Secret Journey is a 1939 British thriller film directed by John Baxter and starring Basil Radford, Silvia St. Claire and Thorley Walters. It was written by Michael Hogan.

It is a remake of the 1936 French film Wolves Between Them, itself based on a novel by Charles Robert-Dumas. It was released in the United States in 1940 as Among Human Wolves.

==Synopsis==
The screenplay concerns a British agent who travels to Berlin to recover a top-secret invention that has been stolen by German intelligence.

==Cast==
- Basil Radford as John Richardson
- Silvia St. Claire as Helen Richardson
- Thorley Walters as Max von Reimer
- Peter Gawthorne as Gen. von Reimer
- Tom Helm as Capt. Benoit
- Joss Ambler as Col. Blondin
- George Hayes as Insp. Walter
- Megs Jenkins as girl in glasses
==Production==
The film was made at M.P. Studios, Elstree, by British National Films as a supporting feature. Filming finished in April 1939.
==Reception==

The Monthly Film Bulletin wrote: "By more ambitious direction much more could have been made of this interesting story. After a promising beginning the film peters out into something very ordinary. Few of the supposedly tense situations are well sustained. Basil Radford impressed as the British Secret Service agent. The settings are appropriate."
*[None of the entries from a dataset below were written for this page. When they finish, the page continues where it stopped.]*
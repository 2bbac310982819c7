use std::env;
use std::fmt;

const DEFAULT_CORS_ORIGINS: &str =
    "http://localhost,http://localhost:3000,http://0.0.0.0,http://0.0.0.0:3000,http://0.0.0.0:8000";

/// Error raised when the environment does not describe a usable configuration.
#[derive(Debug, PartialEq, Eq)]
pub enum ConfigError {
    Missing(&'static str),
    Invalid { key: &'static str, value: String },
}

impl fmt::Display for ConfigError {
    fn fmt(&self, f: &mut fmt::Formatter) -> fmt::Result {
        match self {
            ConfigError::Missing(key) => write!(f, "{} must be set", key),
            ConfigError::Invalid { key, value } => {
                write!(f, "{} has an invalid value: {:?}", key, value)
            }
        }
    }
}

impl std::error::Error for ConfigError {}

/// Secrets for the three kinds of signed tokens the service issues.
#[derive(Clone)]
pub struct TokenSecrets {
    pub access: String,
    pub verification: String,
    pub reset_password: String,
}

impl fmt::Debug for TokenSecrets {
    fn fmt(&self, f: &mut fmt::Formatter) -> fmt::Result {
        f.write_str("TokenSecrets(<redacted>)")
    }
}

#[derive(Debug, Clone)]
pub struct MailConfig {
    pub api_url: String,
    /// `None` means outgoing mail is only logged.
    pub api_key: Option<String>,
    pub from: String,
}

#[derive(Debug, Clone)]
pub struct Config {
    pub database_url: String,
    pub db_max_connections: u32,
    pub server_port: u16,
    pub server_host: String,
    pub secrets: TokenSecrets,
    pub public_url: String,
    pub frontend_url: String,
    pub cors_origins: Vec<String>,
    pub cookie_secure: bool,
    pub allow_admin_signup: bool,
    pub mail: MailConfig,
}

impl Config {
    pub fn from_env() -> Result<Self, ConfigError> {
        Self::from_lookup(|key| env::var(key).ok())
    }

    /// Builds the configuration from an arbitrary variable source.
    pub fn from_lookup<F>(lookup: F) -> Result<Self, ConfigError>
    where
        F: Fn(&str) -> Option<String>,
    {
        let get = |key: &str| lookup(key).filter(|value| !value.trim().is_empty());
        let require = |key: &'static str| get(key).ok_or(ConfigError::Missing(key));

        let server_host = get("SERVER_HOST").unwrap_or_else(|| "127.0.0.1".to_string());
        let server_port = parse_or("SERVER_PORT", get("SERVER_PORT"), 8080u16)?;
        let public_url = get("PUBLIC_URL")
            .unwrap_or_else(|| format!("http://{}:{}", server_host, server_port));

        let database_url = match get("DATABASE_URL") {
            Some(url) => url,
            None => compose_database_url(&get)?,
        };

        Ok(Self {
            database_url,
            db_max_connections: parse_or("DB_MAX_CONNECTIONS", get("DB_MAX_CONNECTIONS"), 20)?,
            server_port,
            server_host,
            secrets: TokenSecrets {
                access: require("JWT_SECRET")?,
                verification: require("VERIFICATION_SECRET")?,
                reset_password: require("RESET_PASSWORD_SECRET")?,
            },
            public_url: public_url.trim_end_matches('/').to_string(),
            frontend_url: get("FRONTEND_URL")
                .unwrap_or_else(|| "http://localhost:3000".to_string())
                .trim_end_matches('/')
                .to_string(),
            cors_origins: get("CORS_ORIGINS")
                .unwrap_or_else(|| DEFAULT_CORS_ORIGINS.to_string())
                .split(',')
                .map(|origin| origin.trim().to_string())
                .filter(|origin| !origin.is_empty())
                .collect(),
            cookie_secure: parse_bool("COOKIE_SECURE", get("COOKIE_SECURE"), true)?,
            allow_admin_signup: parse_bool("ALLOW_ADMIN_SIGNUP", get("ALLOW_ADMIN_SIGNUP"), false)?,
            mail: MailConfig {
                api_url: get("MAIL_API_URL")
                    .unwrap_or_else(|| "https://api.resend.com/emails".to_string()),
                api_key: get("MAIL_API_KEY"),
                from: get("MAIL_FROM").unwrap_or_else(|| "noreply@example.com".to_string()),
            },
        })
    }

    pub fn server_url(&self) -> String {
        format!("http://{}:{}", self.server_host, self.server_port)
    }
}

fn compose_database_url<G>(get: &G) -> Result<String, ConfigError>
where
    G: Fn(&str) -> Option<String>,
{
    let host = get("DB_HOST").ok_or(ConfigError::Missing("DATABASE_URL"))?;
    let user = get("DB_USER").ok_or(ConfigError::Missing("DB_USER"))?;
    let password = get("DB_PASSWORD").unwrap_or_default();
    let database = get("DB_DATABASE").ok_or(ConfigError::Missing("DB_DATABASE"))?;
    let port = get("DB_PORT").unwrap_or_else(|| "5432".to_string());
    Ok(format!(
        "postgres://{}:{}@{}:{}/{}",
        user, password, host, port, database
    ))
}

fn parse_or<T: std::str::FromStr>(
    key: &'static str,
    value: Option<String>,
    default: T,
) -> Result<T, ConfigError> {
    match value {
        Some(raw) => raw
            .trim()
            .parse()
            .map_err(|_| ConfigError::Invalid { key, value: raw }),
        None => Ok(default),
    }
}

fn parse_bool(key: &'static str, value: Option<String>, default: bool) -> Result<bool, ConfigError> {
    match value.as_deref().map(|v| v.trim().to_ascii_lowercase()) {
        None => Ok(default),
        Some(v) if matches!(v.as_str(), "1" | "true" | "yes" | "on") => Ok(true),
        Some(v) if matches!(v.as_str(), "0" | "false" | "no" | "off") => Ok(false),
        Some(_) => Err(ConfigError::Invalid {
            key,
            value: value.unwrap_or_default(),
        }),
    }
}
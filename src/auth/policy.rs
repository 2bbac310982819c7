//! Owner-or-admin authorization.
//!
//! Every check is a pure predicate over the caller's identity and role and the
//! resource owner's id; the `require_*` helpers turn a failed check into a 403.

use crate::auth::extractors::CurrentUser;
use crate::error::AppError;
use crate::models::Role;

pub fn is_admin(role: Role) -> bool {
    role == Role::Admin
}

/// `true` when the caller owns the resource or holds the admin role.
pub fn owner_or_admin(caller: &CurrentUser, owner_id: i32) -> bool {
    caller.id == owner_id || is_admin(caller.role)
}

pub fn require_owner_or_admin(
    caller: &CurrentUser,
    owner_id: i32,
    action: &str,
) -> Result<(), AppError> {
    if owner_or_admin(caller, owner_id) {
        return Ok(());
    }
    log::warn!(
        "User {} denied: {} (resource owner {})",
        caller.id,
        action,
        owner_id
    );
    Err(AppError::Forbidden(format!(
        "You are not allowed to {}",
        action
    )))
}

pub fn require_admin(caller: &CurrentUser, action: &str) -> Result<(), AppError> {
    if is_admin(caller.role) {
        return Ok(());
    }
    log::warn!("User {} denied admin-only action: {}", caller.id, action);
    Err(AppError::Forbidden(format!(
        "Only admins are allowed to {}",
        action
    )))
}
Kinematograph Weekly called it "all very sweet and pretty but a modern audience is apt to demand more of espionage farce."

Picturegoer wrote: "The formula is fairly familiar. Action is sacrificed in the overstressing of the love interest, but the climax carries a fair thrill. Basil Radford plays Richardson in the well-known 'silly ass' secret service man tradition and Silvia St. Claire shows promise as Helen, but Thorley Walters overdoes the sensitive moments as Max and is frequently in danger of provoking laughs in the wrong places."

Picture Show wrote: "This picture, though not without sate fine melodramatic scenes, is very much the type of old-fashioned spy story which we enjoyed in the days of the silents. Nothing is left to the imagination, but some of the methods used appear to be very clumsy."

Variety called it "a consistently reasonable tale. with good, often brilliant dialog, splendid suspense, artistic production, good photography and intelligent direction. Acting is competent with the lone drawback being the lack of marquee names."

==Bibliography==
- Wood, Linda. British Films, 1927-1939. British Film Institute, 1986.